Exercise description ▸
Write out each line of the entries below that holds the word "SelfAuthored".
————————
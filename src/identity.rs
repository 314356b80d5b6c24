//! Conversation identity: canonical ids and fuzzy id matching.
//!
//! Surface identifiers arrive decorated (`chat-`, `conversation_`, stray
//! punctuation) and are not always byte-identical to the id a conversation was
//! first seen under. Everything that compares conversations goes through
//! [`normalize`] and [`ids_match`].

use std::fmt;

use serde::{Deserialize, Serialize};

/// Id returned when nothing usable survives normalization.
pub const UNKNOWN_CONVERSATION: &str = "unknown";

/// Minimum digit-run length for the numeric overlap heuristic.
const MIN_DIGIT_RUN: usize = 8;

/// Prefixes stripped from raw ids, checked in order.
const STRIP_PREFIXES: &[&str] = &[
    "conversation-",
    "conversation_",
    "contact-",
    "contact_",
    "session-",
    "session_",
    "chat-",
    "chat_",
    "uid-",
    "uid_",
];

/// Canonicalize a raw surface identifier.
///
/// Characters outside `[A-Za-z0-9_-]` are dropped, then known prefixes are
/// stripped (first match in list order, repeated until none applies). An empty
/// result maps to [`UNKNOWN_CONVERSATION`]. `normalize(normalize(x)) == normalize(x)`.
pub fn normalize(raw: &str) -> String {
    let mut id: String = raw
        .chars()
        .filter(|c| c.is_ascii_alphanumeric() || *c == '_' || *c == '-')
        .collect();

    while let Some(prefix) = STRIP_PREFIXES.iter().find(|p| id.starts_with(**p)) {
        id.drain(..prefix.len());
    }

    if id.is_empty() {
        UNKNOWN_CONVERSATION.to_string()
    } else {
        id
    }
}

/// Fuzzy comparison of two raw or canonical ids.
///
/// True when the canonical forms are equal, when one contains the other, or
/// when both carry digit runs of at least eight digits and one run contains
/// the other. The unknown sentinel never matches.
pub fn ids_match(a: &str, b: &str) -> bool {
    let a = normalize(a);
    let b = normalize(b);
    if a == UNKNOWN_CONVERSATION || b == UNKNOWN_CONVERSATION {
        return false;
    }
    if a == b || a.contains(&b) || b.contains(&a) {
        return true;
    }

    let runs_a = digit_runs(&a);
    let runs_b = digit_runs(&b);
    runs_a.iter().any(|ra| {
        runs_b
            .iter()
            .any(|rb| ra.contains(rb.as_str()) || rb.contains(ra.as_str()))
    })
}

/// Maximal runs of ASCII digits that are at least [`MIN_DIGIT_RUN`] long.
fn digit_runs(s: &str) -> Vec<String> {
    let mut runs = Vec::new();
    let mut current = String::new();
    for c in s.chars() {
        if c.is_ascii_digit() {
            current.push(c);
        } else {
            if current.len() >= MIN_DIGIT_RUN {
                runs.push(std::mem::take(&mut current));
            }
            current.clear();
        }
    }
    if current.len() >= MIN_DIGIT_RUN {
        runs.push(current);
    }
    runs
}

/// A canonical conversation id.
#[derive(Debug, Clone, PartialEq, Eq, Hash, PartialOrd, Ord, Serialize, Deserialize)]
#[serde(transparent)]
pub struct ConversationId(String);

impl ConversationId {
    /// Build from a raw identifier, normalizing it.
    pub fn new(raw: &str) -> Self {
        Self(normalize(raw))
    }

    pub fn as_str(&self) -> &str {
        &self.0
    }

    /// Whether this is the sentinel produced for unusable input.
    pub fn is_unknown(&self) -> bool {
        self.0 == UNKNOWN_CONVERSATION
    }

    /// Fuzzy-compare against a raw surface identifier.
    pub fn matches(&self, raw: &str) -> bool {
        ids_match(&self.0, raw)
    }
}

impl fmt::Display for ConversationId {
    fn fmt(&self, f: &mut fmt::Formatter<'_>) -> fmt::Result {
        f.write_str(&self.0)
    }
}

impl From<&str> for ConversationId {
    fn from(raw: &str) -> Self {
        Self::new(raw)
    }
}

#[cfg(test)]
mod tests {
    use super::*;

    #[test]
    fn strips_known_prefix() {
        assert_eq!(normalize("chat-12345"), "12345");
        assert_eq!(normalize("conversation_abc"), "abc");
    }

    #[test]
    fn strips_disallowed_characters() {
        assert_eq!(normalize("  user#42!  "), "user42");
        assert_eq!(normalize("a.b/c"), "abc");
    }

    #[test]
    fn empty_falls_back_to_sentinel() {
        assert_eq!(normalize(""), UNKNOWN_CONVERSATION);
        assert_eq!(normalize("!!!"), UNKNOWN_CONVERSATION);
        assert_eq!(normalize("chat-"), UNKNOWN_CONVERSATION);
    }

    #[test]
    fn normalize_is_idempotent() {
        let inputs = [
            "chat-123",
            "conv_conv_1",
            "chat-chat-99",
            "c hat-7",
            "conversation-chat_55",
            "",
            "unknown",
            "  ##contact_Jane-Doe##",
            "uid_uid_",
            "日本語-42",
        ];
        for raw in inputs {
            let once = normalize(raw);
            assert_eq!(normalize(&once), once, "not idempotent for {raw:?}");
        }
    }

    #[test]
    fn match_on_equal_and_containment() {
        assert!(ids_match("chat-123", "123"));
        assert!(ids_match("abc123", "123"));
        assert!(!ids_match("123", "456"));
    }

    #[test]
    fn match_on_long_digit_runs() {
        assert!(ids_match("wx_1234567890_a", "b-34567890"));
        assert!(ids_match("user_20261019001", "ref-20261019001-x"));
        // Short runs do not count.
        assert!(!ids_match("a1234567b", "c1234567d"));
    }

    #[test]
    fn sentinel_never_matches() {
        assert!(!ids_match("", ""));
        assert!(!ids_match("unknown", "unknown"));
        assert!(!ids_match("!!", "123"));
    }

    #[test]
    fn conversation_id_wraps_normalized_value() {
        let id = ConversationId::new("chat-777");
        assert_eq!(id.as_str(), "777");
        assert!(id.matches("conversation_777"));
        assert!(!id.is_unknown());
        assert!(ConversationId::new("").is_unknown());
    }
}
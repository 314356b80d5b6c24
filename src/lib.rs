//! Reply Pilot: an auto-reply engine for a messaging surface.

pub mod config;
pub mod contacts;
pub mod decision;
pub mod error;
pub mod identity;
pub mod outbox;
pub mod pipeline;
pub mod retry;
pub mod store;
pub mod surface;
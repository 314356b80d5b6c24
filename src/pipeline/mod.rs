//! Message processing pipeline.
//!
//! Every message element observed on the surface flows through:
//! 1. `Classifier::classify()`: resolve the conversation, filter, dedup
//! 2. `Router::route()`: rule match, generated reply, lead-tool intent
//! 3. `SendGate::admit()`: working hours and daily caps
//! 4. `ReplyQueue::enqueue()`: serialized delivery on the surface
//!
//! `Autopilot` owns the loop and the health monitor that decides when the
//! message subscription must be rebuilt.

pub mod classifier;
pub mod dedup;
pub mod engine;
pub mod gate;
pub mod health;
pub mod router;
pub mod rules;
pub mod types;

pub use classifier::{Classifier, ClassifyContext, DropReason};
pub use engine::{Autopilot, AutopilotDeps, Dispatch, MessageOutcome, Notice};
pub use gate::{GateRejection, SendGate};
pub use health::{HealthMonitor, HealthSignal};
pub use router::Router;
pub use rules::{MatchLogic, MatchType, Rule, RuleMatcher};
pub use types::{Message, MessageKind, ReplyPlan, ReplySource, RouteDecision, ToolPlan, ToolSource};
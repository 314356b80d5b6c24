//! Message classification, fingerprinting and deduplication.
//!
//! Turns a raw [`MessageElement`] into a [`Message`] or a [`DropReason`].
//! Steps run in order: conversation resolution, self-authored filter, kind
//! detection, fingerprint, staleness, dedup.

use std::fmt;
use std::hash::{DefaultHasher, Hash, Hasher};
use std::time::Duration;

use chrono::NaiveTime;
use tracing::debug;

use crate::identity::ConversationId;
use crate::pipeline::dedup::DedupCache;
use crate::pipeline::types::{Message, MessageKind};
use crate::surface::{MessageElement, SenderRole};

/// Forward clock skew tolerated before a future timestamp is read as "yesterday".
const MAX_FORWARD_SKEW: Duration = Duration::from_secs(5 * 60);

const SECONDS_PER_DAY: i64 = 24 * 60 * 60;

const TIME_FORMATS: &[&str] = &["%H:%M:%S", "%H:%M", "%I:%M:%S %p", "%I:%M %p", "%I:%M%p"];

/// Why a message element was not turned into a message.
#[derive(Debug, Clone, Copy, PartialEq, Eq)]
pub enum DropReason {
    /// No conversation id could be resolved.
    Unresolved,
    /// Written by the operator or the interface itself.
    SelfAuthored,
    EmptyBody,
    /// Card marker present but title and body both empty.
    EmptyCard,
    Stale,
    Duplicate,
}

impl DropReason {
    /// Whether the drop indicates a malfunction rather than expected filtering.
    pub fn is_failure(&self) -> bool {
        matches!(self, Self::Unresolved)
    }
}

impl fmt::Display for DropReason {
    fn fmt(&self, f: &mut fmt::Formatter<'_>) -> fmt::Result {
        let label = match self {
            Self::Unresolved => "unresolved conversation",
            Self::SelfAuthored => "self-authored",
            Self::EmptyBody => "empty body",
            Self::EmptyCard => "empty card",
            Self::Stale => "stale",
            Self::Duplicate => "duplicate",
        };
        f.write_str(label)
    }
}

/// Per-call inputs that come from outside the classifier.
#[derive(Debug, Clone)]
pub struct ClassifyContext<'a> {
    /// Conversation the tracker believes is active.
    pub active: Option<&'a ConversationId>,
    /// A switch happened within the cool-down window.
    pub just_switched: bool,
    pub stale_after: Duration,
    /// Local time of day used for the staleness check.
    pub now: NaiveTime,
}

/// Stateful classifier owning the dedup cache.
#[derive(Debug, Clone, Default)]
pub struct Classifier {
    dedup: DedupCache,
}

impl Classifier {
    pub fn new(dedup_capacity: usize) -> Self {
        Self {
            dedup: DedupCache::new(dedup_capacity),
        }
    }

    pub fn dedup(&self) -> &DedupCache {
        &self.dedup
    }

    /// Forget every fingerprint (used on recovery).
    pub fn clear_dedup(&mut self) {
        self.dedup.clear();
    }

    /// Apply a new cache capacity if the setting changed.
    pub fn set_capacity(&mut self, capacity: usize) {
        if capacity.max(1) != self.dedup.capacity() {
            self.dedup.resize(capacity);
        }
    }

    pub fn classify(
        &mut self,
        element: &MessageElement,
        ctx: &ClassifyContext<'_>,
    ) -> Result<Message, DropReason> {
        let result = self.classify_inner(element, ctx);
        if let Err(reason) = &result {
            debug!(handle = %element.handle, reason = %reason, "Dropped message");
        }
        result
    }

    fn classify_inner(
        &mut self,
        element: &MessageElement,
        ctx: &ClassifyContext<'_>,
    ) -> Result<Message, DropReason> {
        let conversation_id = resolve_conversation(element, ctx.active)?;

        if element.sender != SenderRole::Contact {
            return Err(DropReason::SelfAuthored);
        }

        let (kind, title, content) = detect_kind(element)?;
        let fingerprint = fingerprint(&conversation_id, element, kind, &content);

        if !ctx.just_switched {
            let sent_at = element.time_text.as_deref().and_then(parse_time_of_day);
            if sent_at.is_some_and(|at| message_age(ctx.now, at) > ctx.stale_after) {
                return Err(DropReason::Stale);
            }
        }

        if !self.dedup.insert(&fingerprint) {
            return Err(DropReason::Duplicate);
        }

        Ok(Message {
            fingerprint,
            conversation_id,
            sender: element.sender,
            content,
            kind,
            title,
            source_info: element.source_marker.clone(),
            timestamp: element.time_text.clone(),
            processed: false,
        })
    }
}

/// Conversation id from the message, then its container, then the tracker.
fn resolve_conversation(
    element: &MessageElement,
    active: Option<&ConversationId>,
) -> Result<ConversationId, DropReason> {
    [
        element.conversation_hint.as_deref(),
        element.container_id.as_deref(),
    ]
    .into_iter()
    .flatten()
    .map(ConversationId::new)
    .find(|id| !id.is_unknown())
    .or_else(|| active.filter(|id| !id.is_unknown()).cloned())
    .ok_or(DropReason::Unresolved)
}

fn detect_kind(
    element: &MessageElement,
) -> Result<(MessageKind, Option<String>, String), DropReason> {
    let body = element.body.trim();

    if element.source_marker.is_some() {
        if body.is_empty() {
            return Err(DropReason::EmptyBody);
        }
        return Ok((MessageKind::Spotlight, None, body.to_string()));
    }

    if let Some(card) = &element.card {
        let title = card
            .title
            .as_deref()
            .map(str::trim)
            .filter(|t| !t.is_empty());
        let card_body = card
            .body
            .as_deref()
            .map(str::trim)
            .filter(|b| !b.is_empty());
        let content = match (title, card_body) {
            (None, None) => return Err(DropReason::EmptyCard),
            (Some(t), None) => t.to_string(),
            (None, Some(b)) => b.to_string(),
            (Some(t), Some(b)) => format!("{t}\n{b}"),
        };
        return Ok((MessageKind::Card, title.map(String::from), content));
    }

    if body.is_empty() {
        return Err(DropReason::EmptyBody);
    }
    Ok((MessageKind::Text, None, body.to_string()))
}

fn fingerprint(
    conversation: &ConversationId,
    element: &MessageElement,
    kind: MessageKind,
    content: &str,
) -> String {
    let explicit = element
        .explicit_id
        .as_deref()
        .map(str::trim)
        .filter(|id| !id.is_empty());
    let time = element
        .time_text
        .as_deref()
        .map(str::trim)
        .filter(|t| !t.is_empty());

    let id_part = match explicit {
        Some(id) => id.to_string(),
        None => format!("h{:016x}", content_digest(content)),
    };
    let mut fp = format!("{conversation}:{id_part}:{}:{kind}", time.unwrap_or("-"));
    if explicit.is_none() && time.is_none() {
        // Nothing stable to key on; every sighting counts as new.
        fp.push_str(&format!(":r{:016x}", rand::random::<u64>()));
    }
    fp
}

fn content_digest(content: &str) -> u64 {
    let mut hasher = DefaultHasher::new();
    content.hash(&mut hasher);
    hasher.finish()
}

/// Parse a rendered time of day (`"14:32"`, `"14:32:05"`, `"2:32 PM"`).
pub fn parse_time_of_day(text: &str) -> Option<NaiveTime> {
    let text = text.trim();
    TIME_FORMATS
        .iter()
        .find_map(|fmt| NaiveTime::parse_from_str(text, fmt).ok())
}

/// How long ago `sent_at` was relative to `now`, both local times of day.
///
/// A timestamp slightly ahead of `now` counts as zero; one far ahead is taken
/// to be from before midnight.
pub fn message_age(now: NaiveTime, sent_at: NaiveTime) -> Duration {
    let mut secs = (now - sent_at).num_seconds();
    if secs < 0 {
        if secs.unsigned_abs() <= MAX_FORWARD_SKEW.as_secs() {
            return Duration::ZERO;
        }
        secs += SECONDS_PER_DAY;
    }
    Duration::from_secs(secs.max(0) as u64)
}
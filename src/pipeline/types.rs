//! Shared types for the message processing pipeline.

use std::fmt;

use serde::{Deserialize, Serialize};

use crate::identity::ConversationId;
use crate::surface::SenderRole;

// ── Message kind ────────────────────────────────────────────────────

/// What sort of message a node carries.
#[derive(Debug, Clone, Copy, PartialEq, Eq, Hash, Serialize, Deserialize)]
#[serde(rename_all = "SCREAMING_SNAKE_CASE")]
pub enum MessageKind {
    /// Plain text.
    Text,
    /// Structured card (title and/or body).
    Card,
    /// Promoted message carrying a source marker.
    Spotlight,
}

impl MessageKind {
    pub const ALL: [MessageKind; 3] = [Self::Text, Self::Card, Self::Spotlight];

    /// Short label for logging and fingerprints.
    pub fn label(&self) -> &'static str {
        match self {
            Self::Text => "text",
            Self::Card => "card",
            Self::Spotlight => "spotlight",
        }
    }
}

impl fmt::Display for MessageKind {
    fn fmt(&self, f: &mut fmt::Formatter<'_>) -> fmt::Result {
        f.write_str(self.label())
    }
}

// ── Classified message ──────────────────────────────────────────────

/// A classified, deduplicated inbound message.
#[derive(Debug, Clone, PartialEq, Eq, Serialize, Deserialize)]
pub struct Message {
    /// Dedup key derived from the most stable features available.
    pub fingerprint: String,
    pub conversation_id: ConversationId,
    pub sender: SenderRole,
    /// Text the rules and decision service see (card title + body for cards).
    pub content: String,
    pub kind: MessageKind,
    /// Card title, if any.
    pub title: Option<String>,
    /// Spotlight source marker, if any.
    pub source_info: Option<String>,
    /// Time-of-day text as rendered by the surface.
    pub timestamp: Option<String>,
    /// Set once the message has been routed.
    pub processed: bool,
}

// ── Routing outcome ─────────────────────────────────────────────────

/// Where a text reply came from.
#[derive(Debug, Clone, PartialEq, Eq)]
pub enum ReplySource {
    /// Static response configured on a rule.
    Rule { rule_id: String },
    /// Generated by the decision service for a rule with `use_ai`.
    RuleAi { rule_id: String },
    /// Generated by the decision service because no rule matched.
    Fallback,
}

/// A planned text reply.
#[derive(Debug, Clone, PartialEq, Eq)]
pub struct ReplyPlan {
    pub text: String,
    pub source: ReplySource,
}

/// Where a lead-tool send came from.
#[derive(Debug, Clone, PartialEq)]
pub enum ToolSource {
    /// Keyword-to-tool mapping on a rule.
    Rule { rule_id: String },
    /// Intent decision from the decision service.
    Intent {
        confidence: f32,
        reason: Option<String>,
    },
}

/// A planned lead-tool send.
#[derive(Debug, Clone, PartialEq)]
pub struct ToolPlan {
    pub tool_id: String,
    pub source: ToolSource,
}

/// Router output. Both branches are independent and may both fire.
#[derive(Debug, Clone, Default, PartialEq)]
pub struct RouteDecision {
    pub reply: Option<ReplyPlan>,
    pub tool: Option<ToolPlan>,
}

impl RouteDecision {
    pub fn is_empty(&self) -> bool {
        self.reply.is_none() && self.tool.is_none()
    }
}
————————
Output below ▸
    SelfAuthored,
            Self::SelfAuthored => "self-authored",
            return Err(DropReason::SelfAuthored);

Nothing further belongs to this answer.